Ve derler ki sabaha karşı İsa ağır bir kaya ile örtülen, kapısında iki nöbetçi bekleyen mağaradan dirilerek sır olup gitti…
Davası, inancı gereği tüm insanlığın günahlarının kefareti olarak kendini kurban eden İsa’nın yeniden dirilmesi; “kendini feda etme” davranışının gerçekte, arzu edilen bir ölümsüzlüğe kavuşmanın kapısını araladığı mesajı, bu “kurban” anlatısının tuhaf biçimde sahiciliğinin kendi kendine tekzibini de içeriyor aslında…
Semavi dinlerden politik örgütlere kadar pek makbul görülen ve yüceltilen “şehit” “şehitlik” kavramları benzer bir içerik kazanıyor: “Şehitler ölmez/ ölümsüzdür”… “Şehadet davaya adanmışlığın en yüce katıdır”…
Eğer yeniden, üstelik mevcut koşullardan çok daha “şahane” şartlarda diriliyor ve artık tüm dünyevi acılardan, yoksunluklardan arınmış, sonsuz bir hayata ve sınırsız bir ikrama kavuşacağınızdan emin biçimde kendinizi feda ediyorsanız, bu gerçekten bir “feda” hali midir acaba?
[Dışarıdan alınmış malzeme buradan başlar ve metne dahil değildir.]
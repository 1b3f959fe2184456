//! In-memory providers over a [`Snapshot`]

use anyhow::anyhow;

use crate::core::models::{CatalogEntry, Coordinate, ListItem, Market};
use crate::core::ports::{ListItemProvider, MarketCatalogProvider};
use crate::core::services::markets_within_radius;

use super::Snapshot;

impl ListItemProvider for Snapshot {
    fn list_items(&self, list_id: &str) -> anyhow::Result<Vec<ListItem>> {
        self.lists
            .get(list_id)
            .cloned()
            .ok_or_else(|| anyhow!("shopping list not found: {list_id}"))
    }
}

impl MarketCatalogProvider for Snapshot {
    fn market(&self, id: &str) -> anyhow::Result<Option<Market>> {
        Ok(self.markets.iter().find(|m| m.id == id).cloned())
    }

    fn markets_near(&self, origin: Coordinate, radius_km: f64) -> anyhow::Result<Vec<Market>> {
        Ok(markets_within_radius(&self.markets, origin, radius_km))
    }

    fn catalog(&self, market_id: &str) -> anyhow::Result<Vec<CatalogEntry>> {
        Ok(self.catalogs.get(market_id).cloned().unwrap_or_default())
    }
}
Ya da güçlü bir dava, güçlü bir inançla beslenen feda eyleminin ucundaki ödül, kendini feda eden açısından bu denli baştan çıkarıcı olmasa, feda eylemi gerçekleşir mi? Emin değilim…
Bundan daha fazla kafamı karıştıran konu ise sırtında haçıyla Golgotha tepesine tırmanan İsa’ya “henüz kurban edilmemişken” müritlerinin ve sonradan ona biat edecek olan topluluğun neden sahip çıkmadığı, bu cinayeti neden durdurmadığı… Vicdanın, olay olurken devreye girmek yerine feda eylemi gerçekleştikten sonra harekete geçmesi… Daha da ileri gideyim… Bu coğrafyada ölü kahramanların yaşayan kahramanlardan daha çok sevilmesi… Neden?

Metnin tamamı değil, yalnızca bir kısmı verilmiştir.